AT the close of the last day but one of the journey from Rome to Florence, when the carriage drove up to the door of the hotel to stop for the night, Florence and John were surprised to see a handsome young boy, apparently fourteen or fifteen years of age, standing on the steps of the door. He was just entering the door, but hearing the sound of a carriage coming, he stopped to see who was in it.

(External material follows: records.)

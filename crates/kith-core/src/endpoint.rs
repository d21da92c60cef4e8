//! WebSocket endpoint derivation.
//!
//! The real-time endpoint lives next to the REST API: same host, scheme
//! rewritten to its WebSocket counterpart, path `/ws`. When a session
//! credential is available it is passed as `session_id` in the query string;
//! otherwise the transport relies on ambient cookies.

use std::fmt;

use url::Url;

use crate::error::ConnectionError;

/// Name of the session cookie and of the query parameter carrying it.
pub const SESSION_PARAM: &str = "session_id";

/// Session credential presented to the real-time endpoint.
#[derive(Clone, PartialEq, Eq)]
pub struct SessionCredential(String);

impl SessionCredential {
    /// Credential from a raw session ID.
    pub fn new(value: impl Into<String>) -> Self {
        Self(value.into())
    }

    /// Extract the session ID from a `Cookie` header value such as
    /// `theme=dark; session_id=abc123`.
    ///
    /// Returns `None` if the cookie is absent or empty.
    pub fn from_cookie_header(header: &str) -> Option<Self> {
        header
            .split(';')
            .filter_map(|pair| pair.trim().split_once('='))
            .find(|(name, _)| *name == SESSION_PARAM)
            .map(|(_, value)| value.trim())
            .filter(|value| !value.is_empty())
            .map(Self::new)
    }

    /// Raw session ID.
    pub fn as_str(&self) -> &str {
        &self.0
    }

    /// Value for a `Cookie` request header.
    pub fn cookie_header(&self) -> String {
        format!("{SESSION_PARAM}={}", self.0)
    }
}

impl fmt::Debug for SessionCredential {
    fn fmt(&self, f: &mut fmt::Formatter<'_>) -> fmt::Result {
        f.write_str("SessionCredential(<redacted>)")
    }
}

/// Derive the WebSocket endpoint from the API base URL.
///
/// `http` becomes `ws`, `https` becomes `wss`; `ws`/`wss` are kept. Any other
/// scheme is rejected. `/ws` is appended to the base path and any existing
/// query is replaced.
pub fn websocket_url(
    base: &Url,
    session: Option<&SessionCredential>,
) -> Result<Url, ConnectionError> {
    let scheme = match base.scheme() {
        "http" | "ws" => "ws",
        "https" | "wss" => "wss",
        other => {
            return Err(ConnectionError::InvalidEndpoint(format!(
                "unsupported scheme {other:?} in {base}"
            )));
        },
    };

    let mut url = base.clone();
    url.set_scheme(scheme)
        .map_err(|()| ConnectionError::InvalidEndpoint(format!("cannot rewrite {base}")))?;

    let path = format!("{}/ws", url.path().trim_end_matches('/'));
    url.set_path(&path);
    url.set_query(None);
    url.set_fragment(None);

    if let Some(session) = session {
        url.query_pairs_mut().append_pair(SESSION_PARAM, session.as_str());
    }

    Ok(url)
}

Strange as it may appear, it is rare that travellers see any company at these hotels. It seemed to Florence and John, every night when they stopped, that they had the whole place all to themselves. One would suppose that the hotels on the road to Rome would be thronged with travellers. But the contrary of this is the fact. In the first place, there is scarcely any business travel at all on these roads. In our country, the hotels are thronged at all times with merchants, and other men of business, that

are going incessantly to and from the great cities, and back and forth in the interior, to attend to their affairs-but there is nothing of this kind in Italy. There is scarcely any travelling on the great routes except that of family parties going from England, France and Germany to the great capital on visits of curiosity or pleasure. And though the number of these in the whole season is great, the proportion on any one day is small.

Besides this, a large portion of the travellers of all classes that visit Rome, go by the steamers from Marseilles to Civita Vecchia, and this helps to make the roads and the hotels on the land seem more solitary.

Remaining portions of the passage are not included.